En effet, à la célèbre coalition de partis d'opposition du Pakatan Rakyat (PR - Alliance du peuple), a succédé la nouvelle coalition multi-ethnique PH. La PH était composée de quatre partis, le Parti d'action démocratique (DAP), en lutte contre l'autoritarisme de l'UMNO depuis 1966 et en défense de la communauté chinoise, le Parti indigène uni de Malaisie (PPBM / BERSATU), d'obédience malay nationaliste, le People's Justice (PKR), un parti à majorité malaise mais multi-nationaliste, et le parti réformiste islamique Amanah Negara.
Néanmoins, le nouveau gouvernement mené par le PH s'est effondré après moins de deux ans en février 2020, lors de l’évènement du Langkah Sheraton ('Sheraton Move'). Après une réunion à l'hôtel Sheraton de Kuala Lumpur entre BERSATU et UMNO, BERSATU et une partie du PKR se sont sentis trahis par ces négociations en sous-main et ont quitté la coalition, ce qui a provoqué son effondrement. Cela donna le coup d'envoi de la crise gouvernementale en Malaisie avec la démission de Mahathir le 24 février 2020.

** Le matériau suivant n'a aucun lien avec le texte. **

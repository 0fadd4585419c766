// Copyright The CoSim Authors
// SPDX-License-Identifier: Apache-2.0

//! The mutable state of one simulation, owned by the compute engine.
//!
//! Schedulers receive a borrow of this state instead of holding back
//! references to the cluster, database, or logger. The two resource
//! mutation paths, deploy and clean-up, live here; a scheduler's
//! allocation hands its proposal to the deploy path and never touches a
//! host itself.

use cosim_model::{Cluster, Database, HostId, Job, JobState, SocketConf};
use cosim_procset::ProcSet;
use tracing::debug;

use crate::error::Error;
use crate::logger::{LogEvent, Logger};

/// The database, cluster, and logger of one running simulation.
#[derive(Debug)]
pub struct SimState {
    /// The preloaded workload and the interference heatmap.
    pub database: Database,
    /// Hosts, queues, and the wallclock cursor.
    pub cluster: Cluster,
    /// The in-memory trace of the run.
    pub logger: Logger,
    pub(crate) total_jobs: usize,
}

impl SimState {
    /// Bundles the parts of a simulation.
    #[must_use]
    pub fn new(database: Database, cluster: Cluster, logger: Logger) -> Self {
        Self {
            database,
            cluster,
            logger,
            total_jobs: 0,
        }
    }

    /// Deploys a job (already removed from the waiting queue) onto `hosts`
    /// under `shape`: takes the cores per host, updates the idle-core
    /// counter, and appends the job to the execution list.
    ///
    /// Emits `JobStart` once and `JobDeployedToHost` per host.
    pub(crate) fn deploy_job_to_hosts(
        &mut self,
        mut job: Job,
        hosts: &[HostId],
        shape: &SocketConf,
    ) -> Result<(), Error> {
        let makespan = self.cluster.makespan();
        let sig = job.signature();
        debug!(job = %sig, hosts = hosts.len(), "deploying job");

        job.socket_conf = Some(shape.clone());
        job.state = JobState::Executing;
        job.start_time = Some(makespan);

        self.logger.log(
            makespan,
            self.cluster.idle_cores(),
            LogEvent::JobStart {
                sig: sig.clone(),
                submit: job.submit_time,
                start: makespan,
            },
        );

        for id in hosts {
            let held = self.cluster.host_mut(*id).allocate(shape, sig.clone())?;
            let taken: usize = held.iter().map(ProcSet::len).sum();
            self.cluster.charge_cores(taken);
            job.assigned_hosts.push(*id);
            self.logger.log(
                makespan,
                self.cluster.idle_cores(),
                LogEvent::JobDeployedToHost {
                    sig: sig.clone(),
                    host: *id,
                    psets: held,
                },
            );
        }

        self.cluster.execution_list.push(job);
        Ok(())
    }

    /// Cleans a finished job off its hosts: returns every held core,
    /// credits the idle counter, and stamps the finish time.
    ///
    /// Emits `JobCleanedFromHost` per host and `JobFinish` once.
    pub(crate) fn clean_job_from_hosts(&mut self, job: &mut Job) -> Result<(), Error> {
        let makespan = self.cluster.makespan();
        let sig = job.signature();
        debug!(job = %sig, "cleaning job off its hosts");

        job.finish_time = Some(makespan);
        job.state = JobState::Finished;

        for id in std::mem::take(&mut job.assigned_hosts) {
            self.logger.log(
                makespan,
                self.cluster.idle_cores(),
                LogEvent::JobCleanedFromHost {
                    sig: sig.clone(),
                    host: id,
                },
            );
            let released = self.cluster.host_mut(id).release(&sig)?;
            let returned: usize = released.iter().map(ProcSet::len).sum();
            self.cluster.credit_cores(returned);
        }

        self.logger.log(
            makespan,
            self.cluster.idle_cores(),
            LogEvent::JobFinish {
                sig,
                finish: makespan,
            },
        );
        Ok(())
    }
}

Le choix de Mahathir, ancien leader de l'UMNO, était vu comme le ciment nécessaire pour donner de la crédibilité à une coalition formée par des partis tels que le PKR et le DAP, en lutte contre le régime autoritaire du BN depuis les années 60, mais cela n'a pas suffi à combler la forte différence idéologique entre les partis au sein de la coalition PH, qui n'a pas réussi à s'accorder sur un programme commun au-delà d'une opposition de principe au gouvernement Najib.
La démission de Mahathir Mohamad en tant que premier ministre et la sortie des deux mouvements de Muhyiddin Yassin ont été suivis par le retour de l'UMNO et de la coalition BN avec Dato' Sri Ismail Sabri bin Yaakob en tant que premier ministre au cours de l'année 2021.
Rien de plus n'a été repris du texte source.